*** DATA FOR PROCESSING

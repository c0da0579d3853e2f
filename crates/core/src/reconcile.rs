//! Conflict detection between imported candidates and managed hosts.
//!
//! Matching is exact string equality on the full `domain_names` field.
//! `"a.com,b.com"` does not match a managed `"a.com"`; wildcard and
//! multi-domain splitting are intentionally not performed.

use std::collections::BTreeMap;

use serde::{Deserialize, Serialize};

use crate::caddy_import::{ParseResult, ParsedHost};

/// The fields an operator compares when deciding how to resolve a conflict.
#[derive(Debug, Clone, PartialEq, Eq, Serialize, Deserialize)]
pub struct HostSnapshot {
    pub domain_names: String,
    pub forward_scheme: String,
    pub forward_host: String,
    pub forward_port: i32,
    pub ssl_forced: bool,
    pub websocket_support: bool,
    pub enabled: bool,
}

impl From<&ParsedHost> for HostSnapshot {
    fn from(host: &ParsedHost) -> Self {
        Self {
            domain_names: host.domain_names.clone(),
            forward_scheme: host.forward_scheme.clone(),
            forward_host: host.forward_host.clone(),
            forward_port: host.forward_port,
            ssl_forced: host.ssl_forced,
            websocket_support: host.websocket_support,
            // Imported hosts are created enabled.
            enabled: true,
        }
    }
}

/// Side-by-side view of one conflicting domain.
#[derive(Debug, Clone, PartialEq, Eq, Serialize, Deserialize)]
pub struct ConflictEntry {
    pub existing: HostSnapshot,
    pub incoming: HostSnapshot,
}

/// All conflicts for one parse result.
#[derive(Debug, Clone, Default, PartialEq, Eq, Serialize, Deserialize)]
pub struct ConflictReport {
    /// Conflicting domains in candidate order. This is what gets persisted.
    pub domains: Vec<String>,
    /// Per-domain comparison for display only.
    pub details: BTreeMap<String, ConflictEntry>,
}

impl ConflictReport {
    pub fn is_empty(&self) -> bool {
        self.domains.is_empty()
    }
}

/// Compare candidates against the managed host set.
pub fn detect_conflicts(candidates: &[ParsedHost], existing: &[HostSnapshot]) -> ConflictReport {
    let by_domain: BTreeMap<&str, &HostSnapshot> = existing
        .iter()
        .map(|h| (h.domain_names.as_str(), h))
        .collect();

    let mut report = ConflictReport::default();
    for candidate in candidates {
        let Some(current) = by_domain.get(candidate.domain_names.as_str()) else {
            continue;
        };
        if report.details.contains_key(&candidate.domain_names) {
            continue;
        }
        report.domains.push(candidate.domain_names.clone());
        report.details.insert(
            candidate.domain_names.clone(),
            ConflictEntry {
                existing: (*current).clone(),
                incoming: HostSnapshot::from(candidate),
            },
        );
    }
    report
}

/// Run [`detect_conflicts`] and record the conflicting domains on the
/// parse result. Returns the full report for the caller to display.
pub fn reconcile(result: &mut ParseResult, existing: &[HostSnapshot]) -> ConflictReport {
    let report = detect_conflicts(&result.hosts, existing);
    for domain in &report.domains {
        if !result.conflicts.contains(domain) {
            result.conflicts.push(domain.clone());
        }
    }
    report
}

******

▶ **TO DO**
Locate the lines above that hold the word "reconcile". Show every one of them.

▶ **PROBLEM SOLUTION**
filename crates/core/src/reconcile.rs
pub fn reconcile(result: &mut ParseResult, existing: &[HostSnapshot]) -> ConflictReport {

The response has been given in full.